Fork the firepit repo on GitHub.
Clone your fork locally:
$ git clone firstname.lastname@example.org:your_name_here/firepit.git
Install your local copy into a virtualenv. Assuming you have pyenv installed, this is how you set up your fork for local development:
$ cd firepit/ $ pyenv virtualenv python-3.9.2 firepit $ pyenv local firepit $ make setup
Create a branch for local development:
$ git checkout -b name-of-your-bugfix-or-feature
Now you can make your changes locally.
When you’re done making changes, check that your changes pass linting and the tests (this will be done automatically with a git pre-commit hook):
$ make lint $ make test
Commit your changes and push your branch to GitHub:
$ git add . $ git commit -m "Your detailed description of your changes." $ git push origin name-of-your-bugfix-or-feature
Submit a pull request through the GitHub website.

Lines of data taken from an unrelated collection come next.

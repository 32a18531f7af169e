//! Data Transfer Objects for the wire protocol
//!
//! DTOs exchanged between the server, agents and the CLI. Request bodies
//! for the agent-facing RPC routes live in [`rpc`], operator-facing ones
//! in [`job`].

pub mod job;
pub mod rpc;
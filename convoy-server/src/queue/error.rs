use convoy_core::domain::pipeline::PipelineError;
use thiserror::Error;
use uuid::Uuid;

use crate::storage::StorageError;

/// Queue operation errors
#[derive(Debug, Error)]
pub enum QueueError {
    #[error("job {0} not found")]
    NotFound(Uuid),

    /// The caller does not hold the current lease of the job
    #[error("lease for job {0} is not held by the caller")]
    LeaseLost(Uuid),

    #[error("invalid pipeline: {0}")]
    InvalidPipeline(#[from] PipelineError),

    #[error("job {job} has no step named '{step}'")]
    UnknownStep { job: Uuid, step: String },

    #[error(transparent)]
    Storage(#[from] StorageError),
}
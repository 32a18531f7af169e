use sqlx::{PgPool, postgres::PgPoolOptions};
use std::time::Duration;

pub async fn create_pool(database_url: &str) -> Result<PgPool, sqlx::Error> {
    PgPoolOptions::new()
        .max_connections(10)
        .acquire_timeout(Duration::from_secs(5))
        .connect(database_url)
        .await
}

pub async fn run_migrations(pool: &PgPool) -> Result<(), sqlx::Error> {
    sqlx::query(
        r#"
        CREATE TABLE IF NOT EXISTS jobs (
            id UUID PRIMARY KEY,
            build_id UUID NOT NULL,
            status VARCHAR(50) NOT NULL,
            pipeline JSONB NOT NULL,
            labels JSONB NOT NULL DEFAULT '{}',
            environment JSONB NOT NULL DEFAULT '{}',
            secrets JSONB NOT NULL DEFAULT '[]',
            timeout_secs BIGINT NOT NULL,
            inactivity_secs BIGINT NOT NULL,
            deliveries INTEGER NOT NULL DEFAULT 0,
            agent_id VARCHAR(255),
            cancel_requested BOOLEAN NOT NULL DEFAULT FALSE,
            state JSONB,
            created_at TIMESTAMPTZ NOT NULL,
            updated_at TIMESTAMPTZ NOT NULL
        )
        "#,
    )
    .execute(pool)
    .await?;

    sqlx::query(
        r#"
        CREATE TABLE IF NOT EXISTS job_logs (
            job_id UUID NOT NULL REFERENCES jobs(id) ON DELETE CASCADE,
            step VARCHAR(255) NOT NULL,
            number BIGINT NOT NULL,
            offset_secs BIGINT NOT NULL,
            message TEXT NOT NULL,
            PRIMARY KEY (job_id, step, number)
        )
        "#,
    )
    .execute(pool)
    .await?;

    sqlx::query(
        r#"
        CREATE TABLE IF NOT EXISTS job_artifacts (
            job_id UUID NOT NULL REFERENCES jobs(id) ON DELETE CASCADE,
            step VARCHAR(255) NOT NULL,
            name VARCHAR(255) NOT NULL,
            mime VARCHAR(255) NOT NULL,
            size BIGINT NOT NULL,
            data BYTEA NOT NULL,
            created_at TIMESTAMPTZ NOT NULL,
            PRIMARY KEY (job_id, step)
        )
        "#,
    )
    .execute(pool)
    .await?;

    sqlx::query("CREATE INDEX IF NOT EXISTS idx_jobs_status ON jobs(status)")
        .execute(pool)
        .await?;

    sqlx::query("CREATE INDEX IF NOT EXISTS idx_jobs_created_at ON jobs(created_at DESC)")
        .execute(pool)
        .await?;

    sqlx::query("CREATE INDEX IF NOT EXISTS idx_jobs_build_id ON jobs(build_id)")
        .execute(pool)
        .await?;

    tracing::info!("Database migrations completed successfully");
    Ok(())
}
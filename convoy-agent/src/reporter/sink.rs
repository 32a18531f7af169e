//! Destinations for job output

use async_trait::async_trait;
use convoy_core::domain::lease::LeaseClaim;
use convoy_core::domain::log::LogLine;
use convoy_core::dto::rpc::LogBatch;
use std::sync::Arc;
use uuid::Uuid;

use crate::peer::{ArtifactUpload, Peer, PeerError};
use crate::retry::RetryPolicy;

#[async_trait]
pub trait ResultSink: Send + Sync {
    async fn append_lines(&self, job_id: Uuid, lines: Vec<LogLine>) -> Result<(), PeerError>;

    async fn upload_artifact(&self, job_id: Uuid, artifact: ArtifactUpload)
    -> Result<(), PeerError>;
}

/// Delivers output to the queue under the job's lease
pub struct PeerSink {
    peer: Arc<dyn Peer>,
    claim: LeaseClaim,
    retry: RetryPolicy,
}

impl PeerSink {
    pub fn new(peer: Arc<dyn Peer>, claim: LeaseClaim, retry: RetryPolicy) -> Self {
        Self { peer, claim, retry }
    }
}

#[async_trait]
impl ResultSink for PeerSink {
    async fn append_lines(&self, job_id: Uuid, lines: Vec<LogLine>) -> Result<(), PeerError> {
        let batch = LogBatch {
            claim: self.claim.clone(),
            lines,
        };
        self.retry
            .run("send_logs", || self.peer.send_logs(job_id, &batch))
            .await
    }

    async fn upload_artifact(
        &self,
        job_id: Uuid,
        artifact: ArtifactUpload,
    ) -> Result<(), PeerError> {
        self.retry
            .run("upload_artifact", || {
                self.peer.upload_artifact(job_id, &self.claim, &artifact)
            })
            .await
    }
}

#[cfg(test)]
pub use memory::MemorySink;
//! Job API Handlers
//!
//! Operator-facing endpoints: enqueue, cancel and inspect jobs.

use axum::{
    Json,
    extract::{Path, State},
    http::{StatusCode, header::CONTENT_TYPE},
    response::IntoResponse,
};
use convoy_core::domain::artifact::Artifact;
use convoy_core::domain::job::Job;
use convoy_core::domain::log::LogLine;
use convoy_core::dto::job::CreateJob;
use convoy_core::dto::rpc::QueueStats;
use uuid::Uuid;

use crate::api::AppState;
use crate::api::error::{ApiError, ApiResult};

const REDACTED: &str = "********";

/// Secret values never leave the server through the operator API
fn redact(mut job: Job) -> Job {
    for secret in &mut job.secrets {
        secret.value = REDACTED.to_string();
    }
    job
}

/// POST /api/jobs
pub async fn create_job(
    State(state): State<AppState>,
    Json(req): Json<CreateJob>,
) -> ApiResult<(StatusCode, Json<Job>)> {
    tracing::info!("Enqueueing job for pipeline: {}", req.pipeline.name);

    let job = state.queue.push(req.into_job()).await?;
    Ok((StatusCode::CREATED, Json(redact(job))))
}

/// POST /api/jobs/{id}/cancel
pub async fn cancel_job(State(state): State<AppState>, Path(id): Path<Uuid>) -> ApiResult<Json<Job>> {
    state.queue.cancel(id).await?;
    let job = state.queue.find(id).await?;
    Ok(Json(redact(job)))
}

/// GET /api/jobs
/// Jobs still held in memory; finished jobs drop out after the retention window
pub async fn list_jobs(State(state): State<AppState>) -> Json<Vec<Job>> {
    Json(state.queue.list().into_iter().map(redact).collect())
}

/// GET /api/jobs/{id}
pub async fn get_job(State(state): State<AppState>, Path(id): Path<Uuid>) -> ApiResult<Json<Job>> {
    tracing::debug!("Getting job: {}", id);

    let job = state.queue.find(id).await?;
    Ok(Json(redact(job)))
}

/// GET /api/jobs/{id}/logs
pub async fn get_job_logs(
    State(state): State<AppState>,
    Path(id): Path<Uuid>,
) -> ApiResult<Json<Vec<LogLine>>> {
    Ok(Json(state.queue.logs(id).await?))
}

/// GET /api/jobs/{id}/artifacts
pub async fn list_artifacts(
    State(state): State<AppState>,
    Path(id): Path<Uuid>,
) -> ApiResult<Json<Vec<Artifact>>> {
    Ok(Json(state.queue.artifacts(id).await?))
}

/// GET /api/jobs/{id}/artifacts/{step}
/// Returns the raw artifact with its MIME type
pub async fn download_artifact(
    State(state): State<AppState>,
    Path((id, step)): Path<(Uuid, String)>,
) -> ApiResult<impl IntoResponse> {
    let (artifact, data) = state
        .queue
        .artifact(id, &step)
        .await?
        .ok_or_else(|| ApiError::NotFound(format!("No artifact for step '{}' of job {}", step, id)))?;

    Ok(([(CONTENT_TYPE, artifact.mime)], data))
}

/// GET /api/queue/stats
pub async fn queue_stats(State(state): State<AppState>) -> Json<QueueStats> {
    Json(state.queue.stats())
}
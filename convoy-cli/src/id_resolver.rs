//! ID resolver module
//!
//! Resolves job ID prefixes to full UUIDs so users can type short,
//! unambiguous prefixes instead of full IDs.

use anyhow::{Context, Result, anyhow};
use convoy_client::QueueClient;
use uuid::Uuid;

/// Resolve a job ID or prefix to a full UUID
///
/// Full UUIDs are returned as is; prefixes (case-insensitive) are matched
/// against all jobs.
pub async fn resolve_job_id(client: &QueueClient, input: &str) -> Result<Uuid> {
    if let Ok(uuid) = Uuid::parse_str(input) {
        return Ok(uuid);
    }

    let jobs = client
        .list_jobs()
        .await
        .context("Failed to fetch jobs for ID resolution")?;

    match_prefix(jobs.iter().map(|j| j.id), &input.to_lowercase())
}

fn match_prefix(ids: impl Iterator<Item = Uuid>, prefix: &str) -> Result<Uuid> {
    let matches: Vec<Uuid> = ids
        .filter(|id| id.to_string().starts_with(prefix))
        .collect();

    match matches.as_slice() {
        [] => Err(anyhow!("No job found with ID starting with '{}'", prefix)),
        [id] => Ok(*id),
        _ => {
            let ids: Vec<String> = matches.iter().map(|id| id.to_string()).collect();
            Err(anyhow!(
                "Ambiguous prefix '{}' matches multiple jobs: {}",
                prefix,
                ids.join(", ")
            ))
        }
    }
}

#[cfg(test)]
mod tests {
    use super::*;

    fn id(s: &str) -> Uuid {
        Uuid::parse_str(s).unwrap()
    }

    #[test]
    fn test_prefix_matching() {
        let ids = [
            id("3f1c0000-0000-4000-8000-000000000001"),
            id("3f2d0000-0000-4000-8000-000000000002"),
            id("a0000000-0000-4000-8000-000000000003"),
        ];

        assert_eq!(match_prefix(ids.into_iter(), "a").unwrap(), ids[2]);
        assert_eq!(match_prefix(ids.into_iter(), "3f2").unwrap(), ids[1]);

        let ambiguous = match_prefix(ids.into_iter(), "3f").unwrap_err();
        assert!(ambiguous.to_string().contains("Ambiguous"));

        assert!(match_prefix(ids.into_iter(), "ff").is_err());
    }
}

Request a review from one of the maintainers.
Pull Request Guidelines
Before you submit a pull request, check that it meets these guidelines:
The pull request should include tests.
If the pull request adds functionality, the docs should be updated. Put your new functionality into a function with a docstring, and add the feature to the list in README.rst.
The pull request should work for Python 3.8, 3.9, 3.10, and 3.11. There is a GitHub workflow that will check for this automatically.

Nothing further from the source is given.